Губы Финна кривятся в улыбке, когда он переворачивается, упираясь локтями и предплечьями в пол. Бицепсы напрягаются, когда он легко поднимает торс. Великолепный. Абсолютно великолепный. А его задница? Она сжимается, как будто он...

Я прогоняю эту мысль прочь.

Татуировка, идущая вдоль ребер, имеет форму контура штата Калифорния с мостом Золотые Ворота внутри.

— Подожди секунду, — отложив камеру, я подбегаю, регулирую освещение и снимаю показания. Обычно это делает Джеймс, но я не хочу разрушать чары, позвав его. Финн не двигается, но краем глаза наблюдает за мной. Не в силах удержаться, присаживаюсь на корточки и осторожно убираю прядь его волос, которая создает нежелательную тень.

Едва прикоснувшись к нему, понимаю что это ошибка. Воздух между нами меняется, притяжение усиливается. Гул пульсирует в моих костях, выражение лица Финна становится напряженным, он сосредоточивает все внимание на мне. И в это мгновение я узнаю его. Я его знаю. У меня такое чувство, словно я знаю его всю жизнь, просто ждала, когда он вернется ко мне, где бы он ни был.

Мышцы сводит от желания наклониться, почувствовать его кожу, прижаться щекой к его, сделать... хоть что-то. Понимание отражается в его голубых глазах, словно он хочет того же. Кровь стучит в ушах, и сердце колотится, как сигнальный барабан.

Но затем он моргает, делает легкий вдох — ровно настолько, чтобы вдохнуть немного воздуха. И стена между нами, так необходимая мне, воздвигается снова.

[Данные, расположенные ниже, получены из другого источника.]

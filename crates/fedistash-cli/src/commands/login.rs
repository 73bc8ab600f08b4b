//! Login command implementation.

use std::path::Path;
use std::process::ExitCode;

use anyhow::{Context, Result};
use clap::Args;
use colored::Colorize;

use fedistash_api::{ApiClient, auth};
use fedistash_core::AccountId;

use crate::commands::working_dir;
use crate::output;

#[derive(Args, Debug)]
pub struct LoginArgs {
    /// Account to authorize, as user@domain
    pub account: String,

    /// Space requests out to stay under the server's rate limit
    #[arg(long)]
    pub pace: bool,
}

pub async fn run(args: LoginArgs) -> Result<ExitCode> {
    let account = AccountId::new(&args.account)?;
    login_flow(working_dir(), &account, args.pace).await?;
    Ok(ExitCode::SUCCESS)
}

/// Full authorization flow: register the app if needed, walk the user
/// through the authorization-code exchange, store and verify the token.
///
/// Also used by destructive commands to re-authorize once when the server
/// reports the stored token's scopes as revoked.
pub(crate) async fn login_flow(
    dir: &Path,
    account: &AccountId,
    pace: bool,
) -> Result<ApiClient> {
    let base = account.base_url();
    let anonymous = ApiClient::new(&base, None, pace)?;

    let app = match auth::load_app(dir, account)? {
        Some(app) => app,
        None => {
            eprintln!("{}", "Registering app...".dimmed());
            let app = auth::register_app(&anonymous)
                .await
                .context("app registration failed")?;
            auth::store_app(dir, account, &app)?;
            app
        }
    };

    println!("Visit this URL, authorize the app, and copy the code:");
    println!("{}", auth::authorize_url(&base, &app.client_id));
    let code = output::prompt("Authorization code")?;

    let token = auth::obtain_token(&anonymous, &app, &code)
        .await
        .context("token exchange failed")?;
    auth::store_token(dir, account, &token)?;

    let client = ApiClient::new(&base, Some(token), pace)?;
    let me = client
        .verify_credentials()
        .await
        .context("the new token failed the credential check")?;

    output::success("Logged in successfully");
    println!();
    output::field(
        "Account",
        me["acct"].as_str().unwrap_or(account.username()),
    );
    output::field("Instance", account.domain());

    Ok(client)
}
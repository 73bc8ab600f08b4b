//! Subcommand implementations.

mod archive;
mod deauthorize;
mod expire;
mod html;
mod login;
mod media;
mod report;
mod split;
mod text;

use std::path::Path;
use std::process::ExitCode;

use anyhow::{Context, Result, bail};
use clap::Subcommand;

use fedistash_api::{ApiClient, auth};
use fedistash_core::AccountId;
use fedistash_store::all_accounts;

#[derive(Subcommand, Debug)]
pub enum Commands {
    /// Authorize the app against an instance and store the token
    Login(login::LoginArgs),

    /// Forget the stored token for an account
    Deauthorize(deauthorize::DeauthorizeArgs),

    /// Download new statuses, favourites, and bookmarks into the archive
    Archive(archive::ArchiveArgs),

    /// Search and print archived posts as plain text
    Text(text::TextArgs),

    /// Export the archive as static HTML pages
    Html(html::HtmlArgs),

    /// Download media attachments referenced by the archive
    Media(media::MediaArgs),

    /// Delete old items from the server, keeping the archived copies
    Expire(expire::ExpireArgs),

    /// Move old records into a numbered continuation file
    Split(split::SplitArgs),

    /// Summarize the archive: counts, boosts, media, top hashtags
    Report(report::ReportArgs),
}

pub async fn handle(command: Commands) -> Result<ExitCode> {
    match command {
        Commands::Login(args) => login::run(args).await,
        Commands::Deauthorize(args) => deauthorize::run(args).await,
        Commands::Archive(args) => archive::run(args).await,
        Commands::Text(args) => text::run(args).await,
        Commands::Html(args) => html::run(args).await,
        Commands::Media(args) => media::run(args).await,
        Commands::Expire(args) => expire::run(args).await,
        Commands::Split(args) => split::run(args).await,
        Commands::Report(args) => report::run(args).await,
    }
}

/// Archives (and secrets) live in the current working directory.
pub(crate) fn working_dir() -> &'static Path {
    Path::new(".")
}

/// Resolve a `user@domain` argument, expanding the `all` shorthand to every
/// account with an archive in the working directory.
pub(crate) fn resolve_accounts(dir: &Path, value: &str) -> Result<Vec<AccountId>> {
    if value == "all" {
        let accounts = all_accounts(dir).context("failed to scan for archives")?;
        if accounts.is_empty() {
            bail!("no archives found in the current directory");
        }
        return Ok(accounts);
    }
    Ok(vec![AccountId::new(value)?])
}

/// Client using the stored token for the account.
pub(crate) fn authed_client(dir: &Path, account: &AccountId, pace: bool) -> Result<ApiClient> {
    let token = auth::load_token(dir, account)
        .with_context(|| format!("no stored credentials for {}; run `fedistash login {}`", account, account))?;
    Ok(ApiClient::new(&account.base_url(), Some(token), pace)?)
}
//! Dashboard gate: the pure state machine and its database-backed runner.
mod common;

use std::collections::BTreeSet;

use craftlink_backend::db::roles as role_db;
use craftlink_backend::gate::runner;
use craftlink_backend::gate::{DashboardState, Effect, GateError, GateEvent, GateView};
use craftlink_backend::models::roles::{Role, RoleSet};

fn roles(list: &[Role]) -> RoleSet {
    list.iter().copied().collect::<BTreeSet<_>>()
}

// ── pure machine ──

#[test]
fn test_no_roles_goes_to_role_setup() {
    let t = DashboardState::enter()
        .apply(GateEvent::RolesLoaded(RoleSet::new()))
        .unwrap();
    assert_eq!(t.state, DashboardState::RoleSetup);
    assert_eq!(t.effect, None);
}

#[test]
fn test_held_roles_open_the_selection_dialog() {
    let t = DashboardState::Loading
        .apply(GateEvent::RolesLoaded(roles(&[Role::Creator])))
        .unwrap();
    assert_eq!(
        t.state,
        DashboardState::SelectionDialog {
            held: roles(&[Role::Creator])
        }
    );
}

#[test]
fn test_choosing_a_held_role_has_no_effect() {
    let t = DashboardState::SelectionDialog {
        held: roles(&[Role::Creator]),
    }
    .apply(GateEvent::Choose(Role::Creator))
    .unwrap();

    assert_eq!(t.effect, None);
    assert_eq!(
        t.state,
        DashboardState::DashboardActive {
            active: Role::Creator,
            held: roles(&[Role::Creator]),
        }
    );
}

#[test]
fn test_choosing_a_missing_role_requests_creation() {
    let dialog = DashboardState::SelectionDialog {
        held: roles(&[Role::Creator]),
    };
    let t = dialog.clone().apply(GateEvent::Choose(Role::Client)).unwrap();
    assert_eq!(t.effect, Some(Effect::CreateRole(Role::Client)));
    assert_eq!(t.state, dialog);

    let t = t.state.apply(GateEvent::RoleCreated(Role::Client)).unwrap();
    assert_eq!(
        t.state,
        DashboardState::DashboardActive {
            active: Role::Client,
            held: roles(&[Role::Client, Role::Creator]),
        }
    );
}

#[test]
fn test_failed_creation_leaves_state_unchanged() {
    let t = DashboardState::RoleSetup
        .apply(GateEvent::Choose(Role::Client))
        .unwrap();
    assert_eq!(t.effect, Some(Effect::CreateRole(Role::Client)));

    let t = t.state.apply(GateEvent::RoleCreationFailed).unwrap();
    assert_eq!(t.state, DashboardState::RoleSetup);
}

#[test]
fn test_switching_between_held_dashboards() {
    let both = roles(&[Role::Client, Role::Creator]);
    let t = DashboardState::DashboardActive {
        active: Role::Client,
        held: both.clone(),
    }
    .apply(GateEvent::Choose(Role::Creator))
    .unwrap();

    assert_eq!(t.effect, None);
    assert_eq!(t.state.active(), Some(Role::Creator));
    assert_eq!(t.state.held(), both);
}

#[test]
fn test_invalid_transitions() {
    let err = DashboardState::Loading
        .apply(GateEvent::Choose(Role::Client))
        .unwrap_err();
    assert_eq!(
        err,
        GateError::InvalidTransition {
            state: "loading",
            event: "choose",
        }
    );

    assert!(DashboardState::RoleSetup
        .apply(GateEvent::RolesLoaded(RoleSet::new()))
        .is_err());
    assert!(DashboardState::Loading
        .apply(GateEvent::RoleCreationFailed)
        .is_err());
}

#[test]
fn test_switcher_lists_both_roles() {
    let view = GateView::from(DashboardState::DashboardActive {
        active: Role::Creator,
        held: roles(&[Role::Creator]),
    });

    assert_eq!(view.switcher.len(), 2);
    let client = view.switcher.iter().find(|e| e.role == Role::Client).unwrap();
    assert!(!client.held && !client.active);
    let creator = view.switcher.iter().find(|e| e.role == Role::Creator).unwrap();
    assert!(creator.held && creator.active);

    let json = serde_json::to_value(&view).unwrap();
    assert_eq!(json["state"], "dashboard_active");
    assert_eq!(json["active"], "creator");
    assert_eq!(json["held"], serde_json::json!(["creator"]));
}

// ── runner against storage ──

#[tokio::test]
async fn test_load_without_roles() {
    let db = common::test_db().await;
    let user = common::seed_user(&db, "newcomer").await;

    let state = runner::load(&db, user).await.unwrap();
    assert_eq!(state, DashboardState::RoleSetup);
}

#[tokio::test]
async fn test_choose_held_role_does_not_write() {
    let db = common::test_db().await;
    let user = common::seed_user_with_roles(&db, "maker", &[Role::Creator]).await;

    let state = runner::load(&db, user).await.unwrap();
    assert_eq!(
        state,
        DashboardState::SelectionDialog {
            held: roles(&[Role::Creator])
        }
    );

    let state = runner::choose(&db, user, Role::Creator).await.unwrap();
    assert_eq!(state.active(), Some(Role::Creator));
    assert_eq!(common::count_role_rows(&db, user).await, 1);
}

#[tokio::test]
async fn test_choose_missing_role_creates_it_once() {
    let db = common::test_db().await;
    let user = common::seed_user_with_roles(&db, "maker", &[Role::Creator]).await;

    let state = runner::choose(&db, user, Role::Client).await.unwrap();
    assert_eq!(
        state,
        DashboardState::DashboardActive {
            active: Role::Client,
            held: roles(&[Role::Client, Role::Creator]),
        }
    );

    // Choosing again is a plain switch.
    let state = runner::choose(&db, user, Role::Client).await.unwrap();
    assert_eq!(state.active(), Some(Role::Client));
    assert_eq!(common::count_role_rows(&db, user).await, 2);
}

#[tokio::test]
async fn test_first_role_from_setup() {
    let db = common::test_db().await;
    let user = common::seed_user(&db, "newcomer").await;

    let state = runner::choose(&db, user, Role::Creator).await.unwrap();
    assert_eq!(state.active(), Some(Role::Creator));
    assert_eq!(
        role_db::get_roles_for_user(&db, user).await.unwrap(),
        roles(&[Role::Creator])
    );
}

В голове проясняется, и я, наконец, тоже могу вдохнуть, словно освободившись от пут. Встаю, нацепив фальшивую улыбку.

— Идеально.

Ненавижу натянутость в своем голосе. Но никто из нас не признает происходящего. Он лишь коротко кивает, и тяжесть его внимания давит на спину, когда я беру фотоаппарат.

Через объектив Финн кажется меньше, и менее детализирован. Я неспешно сосредотачиваюсь, настраиваю кадр, даю себе и ему шанс успокоиться. Не знаю, что, черт возьми, только что произошло, но мне это не нравится.

— Расскажи о татуировке, — говорю я, делая снимок.

Его взгляд падает на мою руку.

— Сначала ты расскажи о своей.

— Я подумала, это будет неплохо смотреться.

— Правда?

— Да. — Я слегка качаю головой. — Скучная, но правда.

Он усмехается.

— Я люблю правду.

—Это была самая спонтанная вещь, когда-либо сделанная мной. — Чувствую себя обязанной признаться во имя правды. Большинство людей считают ярко окрашенные волосы и татуировки признаками этакого дикого бунтующего чада, хотя иногда это всего лишь акт самовыражения. Татуировка была сделана в день, когда я была слишком потрясена, чтобы что-то планировать заранее.

Выражение лица Финна становится проницательным, словно он пытается прочесть меня как книгу. Между нами воцаряется молчание, и на мгновение я задаюсь вопросом, откажется ли он рассказать о своей татуировке. Но он заговаривает.